The forms were all influenced by pottery and translated to glass, Tracy says. “Form follows function, so if you’re trying to make a vase, only certain shapes are going to work really well for a vase,” he says.

Graduate student Nick Bisbee fires a mold in one of the GlasStation’s furnaces.

In 2019, ECU’s College of Fine Arts and Communication received a $20,000 National Endowment for the Arts grant to research the cultural and economic impact of the glass blowing studio in Farmville. ECU was one of 19 organizations in North Carolina to receive the competitive funding.

ECU and the college’s role in regional transformation — part of the university’s core mission — comes to life here in the form of the orange glow of hot glass on its way to becoming a piece of art.

“We know that the arts have the ability to transform us in many ways,” says Linda Kean, dean of the College of Fine Arts and Communication. “In the case of the GlasStation, giving people the opportunity to participate in the creation of a piece of work that is uniquely their own can be powerful.

“We hope that the GlasStation provides those that visit an opportunity to experience all of what art can do for us as individuals and as a community.
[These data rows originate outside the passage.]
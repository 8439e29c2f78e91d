//! Bracketed lookup tables with spreadsheet `XLOOKUP` semantics.

use std::{
    fmt::{Display, Formatter},
    ops::RangeInclusive,
    str::FromStr,
};

use crate::prelude::*;

/// Lookup table key: either an inclusive numeric bracket written as `min-max`, or an exact text.
#[derive(Clone, Debug, PartialEq)]
pub enum LookupKey {
    Range(RangeInclusive<f64>),
    Exact(String),
}

impl LookupKey {
    fn matches(&self, value: LookupValue<'_>) -> bool {
        match (self, value) {
            (Self::Range(range), LookupValue::Number(number)) => range.contains(&number),
            (Self::Exact(key), LookupValue::Text(text)) => key == text,
            _ => false,
        }
    }
}

impl FromStr for LookupKey {
    type Err = Error;

    fn from_str(key: &str) -> Result<Self> {
        let key = key.trim();
        let Some((min, max)) = key.split_once('-') else {
            return Ok(Self::Exact(key.to_string()));
        };
        let (Ok(min), Ok(max)) = (min.trim().parse::<f64>(), max.trim().parse::<f64>()) else {
            return Ok(Self::Exact(key.to_string()));
        };
        ensure!(min <= max, "inverted range key `{key}`");
        Ok(Self::Range(min..=max))
    }
}

impl Display for LookupKey {
    fn fmt(&self, f: &mut Formatter<'_>) -> std::fmt::Result {
        match self {
            Self::Range(range) => write!(f, "{}-{}", range.start(), range.end()),
            Self::Exact(key) => write!(f, "{key}"),
        }
    }
}

#[derive(Copy, Clone, Debug)]
pub enum LookupValue<'a> {
    Number(f64),
    Text(&'a str),
}

impl From<f64> for LookupValue<'_> {
    fn from(number: f64) -> Self {
        Self::Number(number)
    }
}

impl From<u32> for LookupValue<'_> {
    fn from(number: u32) -> Self {
        Self::Number(f64::from(number))
    }
}

impl<'a> From<&'a str> for LookupValue<'a> {
    fn from(text: &'a str) -> Self {
        Self::Text(text)
    }
}

/// Parallel key and value columns, parsed once and scanned in order.
#[derive(Clone, Debug)]
pub struct RangeLookup<V> {
    entries: Vec<(LookupKey, V)>,
}

impl<V> RangeLookup<V> {
    /// Build the table from a key column and a value column of the same length.
    pub fn try_new<K: AsRef<str>>(
        keys: impl IntoIterator<Item = K>,
        values: impl IntoIterator<Item = V>,
    ) -> Result<Self> {
        let keys: Vec<LookupKey> = keys
            .into_iter()
            .map(|key| key.as_ref().parse())
            .collect::<Result<_>>()?;
        let values: Vec<V> = values.into_iter().collect();
        ensure!(
            keys.len() == values.len(),
            "lookup table has {} keys but {} values",
            keys.len(),
            values.len(),
        );
        ensure!(!keys.is_empty(), "lookup table is empty");
        Ok(Self { entries: keys.into_iter().zip(values).collect() })
    }

    /// Return the position of the first entry matching the value.
    pub fn position<'a>(&self, value: impl Into<LookupValue<'a>>) -> Option<usize> {
        let value = value.into();
        self.entries.iter().position(|(key, _)| key.matches(value))
    }

    /// Return the value of the first entry matching the value.
    pub fn find<'a>(&self, value: impl Into<LookupValue<'a>>) -> Option<&V> {
        self.position(value).map(|index| &self.entries[index].1)
    }

    /// Return the value of the first matching entry, or the not-found default.
    pub fn find_or<'s, 'a>(&'s self, value: impl Into<LookupValue<'a>>, not_found: &'s V) -> &'s V {
        self.find(value).unwrap_or(not_found)
    }

    pub fn keys(&self) -> impl Iterator<Item = &LookupKey> {
        self.entries.iter().map(|(key, _)| key)
    }

    pub fn values(&self) -> impl Iterator<Item = &V> {
        self.entries.iter().map(|(_, value)| value)
    }

    /// Non-empty by construction.
    pub fn first(&self) -> (&LookupKey, &V) {
        let (key, value) = &self.entries[0];
        (key, value)
    }

    /// Non-empty by construction.
    pub fn last(&self) -> (&LookupKey, &V) {
        let (key, value) = &self.entries[self.entries.len() - 1];
        (key, value)
    }

    pub fn get(&self, index: usize) -> Option<(&LookupKey, &V)> {
        self.entries.get(index).map(|(key, value)| (key, value))
    }
}

#[cfg(test)]
mod tests {
    use super::*;

    fn kw_table() -> RangeLookup<&'static str> {
        RangeLookup::try_new(["2-14", "15-30", "35-150"], ["tiny", "small", "medium"]).unwrap()
    }

    #[test]
    fn test_parse_range_key() {
        assert_eq!("2-14".parse::<LookupKey>().unwrap(), LookupKey::Range(2.0..=14.0));
        assert_eq!(
            " 1055 - 1500 ".parse::<LookupKey>().unwrap(),
            LookupKey::Range(1055.0..=1500.0),
        );
    }

    #[test]
    fn test_parse_exact_key() {
        assert_eq!("8 PopNoz".parse::<LookupKey>().unwrap(), LookupKey::Exact("8 PopNoz".into()));
        assert_eq!("pop-noz".parse::<LookupKey>().unwrap(), LookupKey::Exact("pop-noz".into()));
    }

    #[test]
    fn test_inverted_range_is_rejected() {
        assert!("30-15".parse::<LookupKey>().is_err());
    }

    #[test]
    fn test_mismatched_columns_are_rejected() {
        assert!(RangeLookup::try_new(["2-14", "15-30"], [1]).is_err());
        assert!(RangeLookup::<u32>::try_new(Vec::<&str>::new(), []).is_err());
    }

    #[test]
    fn test_range_bounds_are_inclusive() {
        let table = kw_table();
        assert_eq!(table.find(2.0), Some(&"tiny"));
        assert_eq!(table.find(14.0), Some(&"tiny"));
        assert_eq!(table.find(15.0), Some(&"small"));
        assert_eq!(table.find(150.0), Some(&"medium"));
    }

    #[test]
    fn test_not_found_returns_default() {
        let table = kw_table();
        assert_eq!(table.find(1.0), None);
        assert_eq!(table.find_or(32.0, &"none"), &"none");
        assert_eq!(table.find_or(151.0, &"none"), &"none");
    }

    #[test]
    fn test_first_match_wins_on_shared_edges() {
        let table = RangeLookup::try_new(["1055-1500", "1500-2050"], [8, 9]).unwrap();
        assert_eq!(table.find(1500.0), Some(&8));
        assert_eq!(table.find(1501.0), Some(&9));
    }

    #[test]
    fn test_exact_text_lookup() {
        let table = RangeLookup::try_new(["6 PopNoz", "6 UnitInj"], [6, 8]).unwrap();
        assert_eq!(table.find("6 UnitInj"), Some(&8));
        assert_eq!(table.find_or("7 UnitInj", &0), &0);
    }

    #[test]
    fn test_text_never_matches_ranges_and_numbers_never_match_text() {
        let table = RangeLookup::try_new(["2-14", "20"], [1, 2]).unwrap();
        assert_eq!(table.find("2-14"), None);
        assert_eq!(table.find(20.0), None);
        assert_eq!(table.find("20"), Some(&2));
        assert_eq!(table.find(6.0), Some(&1));
    }

    #[test]
    fn test_integer_lookup() {
        let table = RangeLookup::try_new(["1-4", "5-6"], [3, 4]).unwrap();
        assert_eq!(table.find(5_u32), Some(&4));
    }
}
We continue to look to the future to find ways to collaborate with Farmville and other communities to come together to create art in its various forms.”

The GlasStation’s impact continues to unfold today. “And it just keeps going. We have lots of tenacles to what’s going on and the creative roots that this place has put into town,” Edwards says.

“The ECU connections run deep, and we’ve had a lot of ECU alumni come through here. It’s brought people to town in many, many ways,” he says. “Everyone is proud of ECU, and we’re so proud to have an ECU satellite to the campus here in town. For us, it’s a really big deal.”